Initiation of DNA replication at the primary origin of bacteriophage T7 by purified proteins. Initiation of bidirectional synthesis

Abstract

Replication of bacteriophage T7 DNA initiates in vivo at an origin located 15% of the distance from the genetic left end of the chromosome. Bidirectional DNA synthesis from this site results in complete replication of the chromosome. The combination of T7 RNA polymerase, T7 DNA polymerase, and T7 gene 4 protein initiates DNA synthesis in vitro within the cloned origin sequence (Fuller, C. W., and Richardson, C. C. (1985) J. Biol. Chem. 260: 3185-3196). DNA synthesis is primed by T7 RNA polymerase transcripts, and proceeds in the same direction (rightward) as transcription to yield partially replicated Y-form DNA molecules. The DNA product of in vitro synthesis (Y-form DNA) has been characterized by electron microscopic, sedimentation, and gel electrophoretic analyses. These studies show that Y-form DNA is the product of unidirectional replication of both leading and lagging strands from the origin to the right-hand end of the template. The inclusion of either Escherichia coli single-stranded DNA-binding protein or the functionally similar T7 gene 2.5 protein results in marked stimulation of bidirectional synthesis.
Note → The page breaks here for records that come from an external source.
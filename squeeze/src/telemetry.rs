//! Tracing initialization.
//!
//! Log verbosity is controlled with `RUST_LOG` (default `info`). Output is human readable unless
//! `log_format: json` is configured, which emits one JSON object per event for log shippers.

use tracing::info;
use tracing_subscriber::EnvFilter;
use tracing_subscriber::layer::SubscriberExt;
use tracing_subscriber::util::SubscriberInitExt;

use crate::config::LogFormat;

/// Install the global subscriber. Fails if one is already installed.
pub fn init_telemetry(format: LogFormat) -> anyhow::Result<()> {
    let env_filter = EnvFilter::try_from_default_env().unwrap_or_else(|_| EnvFilter::new("info"));

    match format {
        LogFormat::Pretty => {
            tracing_subscriber::registry()
                .with(env_filter)
                .with(tracing_subscriber::fmt::layer())
                .try_init()?;
        }
        LogFormat::Json => {
            tracing_subscriber::registry()
                .with(env_filter)
                .with(tracing_subscriber::fmt::layer().json())
                .try_init()?;
        }
    }

    info!(?format, "Telemetry initialized");
    Ok(())
}
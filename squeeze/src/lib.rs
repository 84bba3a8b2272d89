//! # squeeze: image re-compression service
//!
//! `squeeze` accepts an uploaded raster image over HTTP, re-encodes it as JPEG at a
//! caller-supplied quality, stores the result on local disk and answers with the original and
//! compressed sizes, the percentage saved and a URL the result can be downloaded from.
//!
//! ## Architecture
//!
//! The application is built on [Axum](https://github.com/tokio-rs/axum). Decoding and encoding
//! are delegated to the [`image`](https://docs.rs/image) crate; see [`codec`]. Compressed files
//! live in a flat directory managed by [`store`] and are served back with `tower-http`'s
//! `ServeDir`.
//!
//! ### Request Flow
//!
//! A `POST /api/compress` request is parsed as `multipart/form-data`. The `image` part is
//! decoded by sniffing its magic bytes, an artifact file named after the current time in
//! nanoseconds is created, the image is encoded into it as JPEG, and the file is stat'ed to
//! compute the savings. Codec work and file I/O run on the blocking pool. Every failure is
//! terminal for the request and reported synchronously; see [`errors`].
//!
//! ## Quick Start
//!
//! ```no_run
//! use clap::Parser;
//! use squeeze::{Application, Config};
//!
//! #[tokio::main]
//! async fn main() -> anyhow::Result<()> {
//!     let args = squeeze::config::Args::parse();
//!     let config = Config::load(&args)?;
//!
//!     squeeze::telemetry::init_telemetry(config.log_format)?;
//!
//!     Application::new(config)?
//!         .serve(async {
//!             tokio::signal::ctrl_c().await.expect("Failed to listen for Ctrl+C");
//!         })
//!         .await
//! }
//! ```
//!
//! ## Configuration
//!
//! See the [`config`] module for configuration options.
pub mod api;
pub mod codec;
pub mod config;
pub mod errors;
mod openapi;
pub mod store;
pub mod telemetry;

#[cfg(test)]
pub mod test_utils;

use crate::api::handlers::{compress, root};
use crate::openapi::ApiDoc;
use crate::store::ArtifactStore;
use anyhow::Context;
use axum::{
    Json, Router,
    extract::DefaultBodyLimit,
    http::{HeaderValue, Method, StatusCode, header},
    routing::{any, get, post},
};
use bon::Builder;
pub use config::Config;
use std::sync::Arc;
use tokio::net::TcpListener;
use tower_http::{
    cors::CorsLayer,
    services::ServeDir,
    timeout::{RequestBodyTimeoutLayer, TimeoutLayer},
    trace::{DefaultMakeSpan, DefaultOnRequest, DefaultOnResponse, TraceLayer},
};
use tracing::{Level, debug, info, instrument};
use utoipa::OpenApi;
use utoipa_scalar::{Scalar, Servable};

/// Application state shared across all request handlers.
///
/// Built once at startup and never mutated afterwards.
///
/// # Example
///
/// ```ignore
/// let state = AppState::builder()
///     .config(config)
///     .store(Arc::new(store))
///     .build();
/// ```
#[derive(Clone, Builder)]
pub struct AppState {
    pub config: Config,
    pub store: Arc<ArtifactStore>,
}

/// Create CORS layer from configuration.
///
/// The layer answers every OPTIONS request itself (200, empty body), with or without the
/// preflight headers, so OPTIONS never reaches a handler.
fn create_cors_layer(config: &Config) -> anyhow::Result<CorsLayer> {
    let origin = config.cors_origin().parse::<HeaderValue>()?;

    Ok(CorsLayer::new()
        .allow_origin(origin)
        .allow_methods([Method::POST, Method::GET, Method::OPTIONS])
        .allow_headers([header::CONTENT_TYPE])
        .allow_credentials(true))
}

/// Build the main application router with all endpoints and middleware.
///
/// - `/` and every unmatched path: welcome payload
/// - `/api/compress`: compress handler (CORS)
/// - `/download/*`: stored artifacts (CORS)
/// - `/healthz`, `/api-docs/openapi.json`, `/docs`
///
/// # Errors
///
/// Returns an error if the configured CORS origin is not a valid header value.
#[instrument(skip_all)]
pub fn build_router(state: &AppState) -> anyhow::Result<Router> {
    let cors_layer = create_cors_layer(&state.config)?;

    let compress_routes = Router::new()
        .route(
            "/api/compress",
            post(compress::compress_image).fallback(root::method_not_allowed),
        )
        .layer(DefaultBodyLimit::max(state.config.max_upload_size))
        .layer(cors_layer.clone())
        .with_state(state.clone());

    let download_routes = Router::new()
        .nest_service("/download", ServeDir::new(state.store.dir()))
        .layer(cors_layer);

    let router = Router::new()
        .route("/", any(root::welcome))
        .route("/healthz", get(|| async { "OK" }))
        .route("/api-docs/openapi.json", get(|| async { Json(ApiDoc::openapi()) }))
        .merge(Scalar::with_url("/docs", ApiDoc::openapi()))
        .merge(compress_routes)
        .merge(download_routes)
        .fallback(root::welcome);

    let router = router
        .layer(RequestBodyTimeoutLayer::new(state.config.read_timeout))
        .layer(TimeoutLayer::with_status_code(
            StatusCode::REQUEST_TIMEOUT,
            state.config.write_timeout,
        ))
        .layer(
            TraceLayer::new_for_http()
                .make_span_with(DefaultMakeSpan::new().level(Level::INFO))
                .on_request(DefaultOnRequest::new().level(Level::INFO))
                .on_response(DefaultOnResponse::new().level(Level::INFO)),
        );

    Ok(router)
}

/// Main application struct.
///
/// 1. **Create**: [`Application::new`] validates the configuration, opens the artifact store and
///    builds the router
/// 2. **Serve**: [`Application::serve`] binds to a TCP port and handles requests until the
///    shutdown future resolves
pub struct Application {
    router: Router,
    config: Config,
}

impl Application {
    /// Create a new application instance with all resources initialized
    pub fn new(config: Config) -> anyhow::Result<Self> {
        debug!("Starting squeeze with configuration: {:#?}", config);

        config.validate()?;

        let store = ArtifactStore::open(&config.output_dir)
            .with_context(|| format!("Failed to create output directory {}", config.output_dir.display()))?;

        let app_state = AppState::builder().config(config.clone()).store(Arc::new(store)).build();
        let router = build_router(&app_state)?;

        Ok(Self { router, config })
    }

    /// Convert application into a test server (for tests)
    #[cfg(test)]
    pub fn into_test_server(self) -> axum_test::TestServer {
        axum_test::TestServer::new(self.router).expect("Failed to create test server")
    }

    /// Start serving the application
    pub async fn serve<F>(self, shutdown: F) -> anyhow::Result<()>
    where
        F: std::future::Future<Output = ()> + Send + 'static,
    {
        let bind_addr = self.config.bind_address();
        let listener = TcpListener::bind(&bind_addr).await?;
        info!(
            "Squeeze API listening on http://{}, available at http://localhost:{}",
            bind_addr, self.config.port
        );

        axum::serve(listener, self.router.into_make_service())
            .with_graceful_shutdown(shutdown)
            .await?;

        info!("Server stopped");
        Ok(())
    }
}

#[cfg(test)]
mod test {
    use super::*;
    use crate::test_utils::*;
    use axum_test::multipart::MultipartForm;
    use std::time::Duration;

    #[test]
    fn test_application_creates_output_dir() {
        let tmp = tempfile::tempdir().unwrap();
        let dir = tmp.path().join("compressed");

        let _app = Application::new(create_test_config(&dir)).unwrap();

        assert!(dir.is_dir());
    }

    #[test]
    fn test_application_rejects_invalid_config() {
        let tmp = tempfile::tempdir().unwrap();
        let config = Config {
            default_quality: 0,
            ..create_test_config(tmp.path())
        };

        assert!(Application::new(config).is_err());
    }

    #[tokio::test]
    async fn test_production_cors_origin() {
        let tmp = tempfile::tempdir().unwrap();
        let config = Config {
            environment: config::Environment::Production,
            allowed_origin: Some("https://squeeze.example.com".to_string()),
            ..create_test_config(tmp.path())
        };
        let server = create_test_server(config);

        let response = server.method(Method::OPTIONS, "/api/compress").await;

        response.assert_status(StatusCode::OK);
        assert_eq!(response.header("access-control-allow-origin"), "https://squeeze.example.com");
    }

    #[tokio::test]
    async fn test_root_is_not_cors_wrapped() {
        let tmp = tempfile::tempdir().unwrap();
        let server = create_test_server(create_test_config(tmp.path()));

        let response = server.get("/").add_header("origin", "http://localhost:4321").await;

        response.assert_status(StatusCode::OK);
        assert!(response.headers().get("access-control-allow-origin").is_none());
    }

    #[tokio::test]
    async fn test_slow_request_times_out_with_408() {
        let tmp = tempfile::tempdir().unwrap();
        let config = Config {
            write_timeout: Duration::from_millis(1),
            ..create_test_config(tmp.path())
        };
        let server = create_test_server(config);
        let png = sample_png(1024, 1024);

        let response = server
            .post("/api/compress")
            .multipart(MultipartForm::new().add_part("image", image_part(&png, "large.png")))
            .await;

        response.assert_status(StatusCode::REQUEST_TIMEOUT);
    }

    #[tokio::test]
    async fn test_bare_options_answered_by_cors_layer() {
        let tmp = tempfile::tempdir().unwrap();
        let server = create_test_server(create_test_config(tmp.path()));

        let response = server.method(Method::OPTIONS, "/api/compress").await;

        response.assert_status(StatusCode::OK);
        assert!(response.as_bytes().is_empty());
        assert_eq!(response.header("access-control-allow-credentials"), "true");
        let methods = response.header("access-control-allow-methods");
        assert_eq!(methods.to_str().unwrap(), "POST,GET,OPTIONS");
        let vary = response.header("vary");
        assert!(vary.to_str().unwrap().contains("access-control-request-method"));
    }
}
Studies using purified Y-form DNA provide direct evidence that this species is an intermediate in the complete replication of the linear template. Purified Y-form DNA is converted to linear DNA in a reaction catalyzed by T7 DNA polymerase, T7 gene 4 protein, and single-stranded DNA-binding protein. Y-form DNA is a competent, transient intermediate during the bidirectional replication of linear DNA molecules and DNA-binding protein is essential to initiate leftward synthesis.